- Exercise goal
The data below is to be repeated in full, exactly as shown.

- Material provided

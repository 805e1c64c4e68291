//! Data model of a packing run
//!
//! An [`ArchiveCollection`] maps output archive paths to [`Archive`]
//! records; each archive owns its [`Asset`]s and [`ExtraFile`]s. All
//! containers are ordered so archive contents come out deterministic.

use std::collections::{BTreeMap, BTreeSet};
use std::path::{Path, PathBuf};

use serde::{Deserialize, Serialize};

use crate::naming;

/// One mesh-plus-material unit being prepared for packaging
#[derive(Debug, Clone, PartialEq, Eq, Serialize, Deserialize)]
pub struct Asset {
    /// Namespace prefix, unique within an archive
    pub name: String,
    /// Mesh description (`.mesh.xml`) file
    pub mesh_xml_path: PathBuf,
    /// Material description (`.material`) file
    pub material_path: PathBuf,
    /// Absolute paths of textures only this asset uses; filled while rewriting
    #[serde(default, skip_serializing_if = "BTreeSet::is_empty")]
    pub textures: BTreeSet<PathBuf>,
}

impl Asset {
    /// Create an asset with an empty texture set
    pub fn new(
        name: impl Into<String>,
        mesh_xml_path: impl Into<PathBuf>,
        material_path: impl Into<PathBuf>,
    ) -> Self {
        Self {
            name: name.into(),
            mesh_xml_path: mesh_xml_path.into(),
            material_path: material_path.into(),
            textures: BTreeSet::new(),
        }
    }

    /// Directory holding the material file; texture paths are relative to it
    pub fn material_dir(&self) -> &Path {
        self.material_path.parent().unwrap_or_else(|| Path::new(""))
    }

    /// Binary mesh the converter writes for this asset
    pub fn converted_mesh_path(&self) -> PathBuf {
        naming::converted_mesh_path(&self.mesh_xml_path, &self.name)
    }

    /// Whether both records name the same files
    fn same_source(&self, other: &Asset) -> bool {
        self.mesh_xml_path == other.mesh_xml_path && self.material_path == other.material_path
    }
}

/// An arbitrary file copied into an archive
#[derive(Debug, Clone, PartialEq, Eq, Serialize, Deserialize)]
pub struct ExtraFile {
    /// File on disk
    pub source_path: PathBuf,
    /// Entry name inside the archive
    pub target_path: String,
}

impl ExtraFile {
    /// Create an extra file; an empty target defaults to the source's base name
    pub fn new(source_path: impl Into<PathBuf>, target_path: Option<String>) -> Self {
        let source_path = source_path.into();
        let target_path = target_path
            .filter(|target| !target.is_empty())
            .unwrap_or_else(|| naming::base_name(&source_path));
        Self {
            source_path,
            target_path,
        }
    }
}

/// Outcome of adding a record to an archive
#[derive(Debug, Clone, Copy, PartialEq, Eq)]
pub enum Insert {
    /// The record is new
    Added,
    /// An identical record was already present
    Duplicate,
    /// A different record already uses the same name; the new one was not added
    Conflict,
}

/// One output package
#[derive(Debug, Clone, PartialEq, Eq, Serialize, Deserialize)]
pub struct Archive {
    /// Absolute output path
    pub path: PathBuf,
    /// Assets keyed by name
    pub assets: BTreeMap<String, Asset>,
    /// Extra files keyed by target path
    pub extras: BTreeMap<String, ExtraFile>,
    /// Absolute paths of textures referenced by more than one asset
    #[serde(default, skip_serializing_if = "BTreeSet::is_empty")]
    pub shared_textures: BTreeSet<PathBuf>,
}

impl Archive {
    /// Create an empty archive
    pub fn new(path: impl Into<PathBuf>) -> Self {
        Self {
            path: path.into(),
            assets: BTreeMap::new(),
            extras: BTreeMap::new(),
            shared_textures: BTreeSet::new(),
        }
    }

    /// Add an asset unless its name is taken
    pub fn add_asset(&mut self, asset: Asset) -> Insert {
        match self.assets.get(&asset.name) {
            Some(existing) if existing.same_source(&asset) => Insert::Duplicate,
            Some(_) => Insert::Conflict,
            None => {
                self.assets.insert(asset.name.clone(), asset);
                Insert::Added
            }
        }
    }

    /// Add an extra file unless its target is taken
    pub fn add_extra(&mut self, extra: ExtraFile) -> Insert {
        match self.extras.get(&extra.target_path) {
            Some(existing) if existing.source_path == extra.source_path => Insert::Duplicate,
            Some(_) => Insert::Conflict,
            None => {
                self.extras.insert(extra.target_path.clone(), extra);
                Insert::Added
            }
        }
    }

    /// Union another archive's assets and extras into this one.
    ///
    /// Returns the records that clashed with an existing one of the same name.
    pub fn merge(&mut self, other: Archive) -> Vec<String> {
        let mut conflicts = Vec::new();
        for (name, asset) in other.assets {
            if self.add_asset(asset) == Insert::Conflict {
                conflicts.push(format!("asset '{name}'"));
            }
        }
        for (target, extra) in other.extras {
            if self.add_extra(extra) == Insert::Conflict {
                conflicts.push(format!("extra file '{target}'"));
            }
        }
        self.shared_textures.extend(other.shared_textures);
        conflicts
    }

    /// An archive with neither assets nor extras is invalid
    pub fn is_empty(&self) -> bool {
        self.assets.is_empty() && self.extras.is_empty()
    }

    /// Record a texture as used by more than one asset
    pub fn mark_shared(&mut self, texture: impl Into<PathBuf>) {
        self.shared_textures.insert(texture.into());
    }

    /// Whether a texture was recorded as shared
    pub fn is_shared(&self, texture: &Path) -> bool {
        self.shared_textures.contains(texture)
    }
}

/// Archives to produce, keyed by absolute output path
#[derive(Debug, Default)]
pub struct ArchiveCollection {
    archives: BTreeMap<PathBuf, Archive>,
}

impl ArchiveCollection {
    /// Create an empty collection
    pub fn new() -> Self {
        Self::default()
    }

    /// Insert an archive, merging it into any archive with the same path.
    ///
    /// Returns the merge conflicts, see [`Archive::merge`].
    pub fn insert_or_merge(&mut self, archive: Archive) -> Vec<String> {
        match self.archives.get_mut(&archive.path) {
            Some(existing) => existing.merge(archive),
            None => {
                self.archives.insert(archive.path.clone(), archive);
                Vec::new()
            }
        }
    }

    /// Number of archives
    pub fn len(&self) -> usize {
        self.archives.len()
    }

    /// Whether the collection holds no archives
    pub fn is_empty(&self) -> bool {
        self.archives.is_empty()
    }

    /// Split into valid archives and the paths of discarded empty ones
    pub fn finalize(self) -> (Vec<Archive>, Vec<PathBuf>) {
        let (valid, empty): (Vec<_>, Vec<_>) = self
            .archives
            .into_values()
            .partition(|archive| !archive.is_empty());
        (valid, empty.into_iter().map(|archive| archive.path).collect())
    }
}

- Answer box
repository 805e1c64c4e68291
//! Data model of a packing run
//!
//! An [`ArchiveCollection`] maps output archive paths to [`Archive`]
//! records; each archive owns its [`Asset`]s and [`ExtraFile`]s. All
//! containers are ordered so archive contents come out deterministic.

use std::collections::{BTreeMap, BTreeSet};
use std::path::{Path, PathBuf};

use serde::{Deserialize, Serialize};

use crate::naming;

/// One mesh-plus-material unit being prepared for packaging
#[derive(Debug, Clone, PartialEq, Eq, Serialize, Deserialize)]
pub struct Asset {
    /// Namespace prefix, unique within an archive
    pub name: String,
    /// Mesh description (`.mesh.xml`) file
    pub mesh_xml_path: PathBuf,
    /// Material description (`.material`) file
    pub material_path: PathBuf,
    /// Absolute paths of textures only this asset uses; filled while rewriting
    #[serde(default, skip_serializing_if = "BTreeSet::is_empty")]
    pub textures: BTreeSet<PathBuf>,
}

impl Asset {
    /// Create an asset with an empty texture set
    pub fn new(
        name: impl Into<String>,
        mesh_xml_path: impl Into<PathBuf>,
        material_path: impl Into<PathBuf>,
    ) -> Self {
        Self {
            name: name.into(),
            mesh_xml_path: mesh_xml_path.into(),
            material_path: material_path.into(),
            textures: BTreeSet::new(),
        }
    }

    /// Directory holding the material file; texture paths are relative to it
    pub fn material_dir(&self) -> &Path {
        self.material_path.parent().unwrap_or_else(|| Path::new(""))
    }

    /// Binary mesh the converter writes for this asset
    pub fn converted_mesh_path(&self) -> PathBuf {
        naming::converted_mesh_path(&self.mesh_xml_path, &self.name)
    }

    /// Whether both records name the same files
    fn same_source(&self, other: &Asset) -> bool {
        self.mesh_xml_path == other.mesh_xml_path && self.material_path == other.material_path
    }
}

/// An arbitrary file copied into an archive
#[derive(Debug, Clone, PartialEq, Eq, Serialize, Deserialize)]
pub struct ExtraFile {
    /// File on disk
    pub source_path: PathBuf,
    /// Entry name inside the archive
    pub target_path: String,
}

impl ExtraFile {
    /// Create an extra file; an empty target defaults to the source's base name
    pub fn new(source_path: impl Into<PathBuf>, target_path: Option<String>) -> Self {
        let source_path = source_path.into();
        let target_path = target_path
            .filter(|target| !target.is_empty())
            .unwrap_or_else(|| naming::base_name(&source_path));
        Self {
            source_path,
            target_path,
        }
    }
}

/// Outcome of adding a record to an archive
#[derive(Debug, Clone, Copy, PartialEq, Eq)]
pub enum Insert {
    /// The record is new
    Added,
    /// An identical record was already present
    Duplicate,
    /// A different record already uses the same name; the new one was not added
    Conflict,
}

/// One output package
#[derive(Debug, Clone, PartialEq, Eq, Serialize, Deserialize)]
pub struct Archive {
    /// Absolute output path
    pub path: PathBuf,
    /// Assets keyed by name
    pub assets: BTreeMap<String, Asset>,
    /// Extra files keyed by target path
    pub extras: BTreeMap<String, ExtraFile>,
    /// Absolute paths of textures referenced by more than one asset
    #[serde(default, skip_serializing_if = "BTreeSet::is_empty")]
    pub shared_textures: BTreeSet<PathBuf>,
}

impl Archive {
    /// Create an empty archive
    pub fn new(path: impl Into<PathBuf>) -> Self {
        Self {
            path: path.into(),
            assets: BTreeMap::new(),
            extras: BTreeMap::new(),
            shared_textures: BTreeSet::new(),
        }
    }

    /// Add an asset unless its name is taken
    pub fn add_asset(&mut self, asset: Asset) -> Insert {
        match self.assets.get(&asset.name) {
            Some(existing) if existing.same_source(&asset) => Insert::Duplicate,
            Some(_) => Insert::Conflict,
            None => {
                self.assets.insert(asset.name.clone(), asset);
                Insert::Added
            }
        }
    }

    /// Add an extra file unless its target is taken
    pub fn add_extra(&mut self, extra: ExtraFile) -> Insert {
        match self.extras.get(&extra.target_path) {
            Some(existing) if existing.source_path == extra.source_path => Insert::Duplicate,
            Some(_) => Insert::Conflict,
            None => {
                self.extras.insert(extra.target_path.clone(), extra);
                Insert::Added
            }
        }
    }

    /// Union another archive's assets and extras into this one.
    ///
    /// Returns the records that clashed with an existing one of the same name.
    pub fn merge(&mut self, other: Archive) -> Vec<String> {
        let mut conflicts = Vec::new();
        for (name, asset) in other.assets {
            if self.add_asset(asset) == Insert::Conflict {
                conflicts.push(format!("asset '{name}'"));
            }
        }
        for (target, extra) in other.extras {
            if self.add_extra(extra) == Insert::Conflict {
                conflicts.push(format!("extra file '{target}'"));
            }
        }
        self.shared_textures.extend(other.shared_textures);
        conflicts
    }

    /// An archive with neither assets nor extras is invalid
    pub fn is_empty(&self) -> bool {
        self.assets.is_empty() && self.extras.is_empty()
    }

    /// Record a texture as used by more than one asset
    pub fn mark_shared(&mut self, texture: impl Into<PathBuf>) {
        self.shared_textures.insert(texture.into());
    }

    /// Whether a texture was recorded as shared
    pub fn is_shared(&self, texture: &Path) -> bool {
        self.shared_textures.contains(texture)
    }
}

/// Archives to produce, keyed by absolute output path
#[derive(Debug, Default)]
pub struct ArchiveCollection {
    archives: BTreeMap<PathBuf, Archive>,
}

impl ArchiveCollection {
    /// Create an empty collection
    pub fn new() -> Self {
        Self::default()
    }

    /// Insert an archive, merging it into any archive with the same path.
    ///
    /// Returns the merge conflicts, see [`Archive::merge`].
    pub fn insert_or_merge(&mut self, archive: Archive) -> Vec<String> {
        match self.archives.get_mut(&archive.path) {
            Some(existing) => existing.merge(archive),
            None => {
                self.archives.insert(archive.path.clone(), archive);
                Vec::new()
            }
        }
    }

    /// Number of archives
    pub fn len(&self) -> usize {
        self.archives.len()
    }

    /// Whether the collection holds no archives
    pub fn is_empty(&self) -> bool {
        self.archives.is_empty()
    }

    /// Split into valid archives and the paths of discarded empty ones
    pub fn finalize(self) -> (Vec<Archive>, Vec<PathBuf>) {
        let (valid, empty): (Vec<_>, Vec<_>) = self
            .archives
            .into_values()
            .partition(|archive| !archive.is_empty());
        (valid, empty.into_iter().map(|archive| archive.path).collect())
    }
}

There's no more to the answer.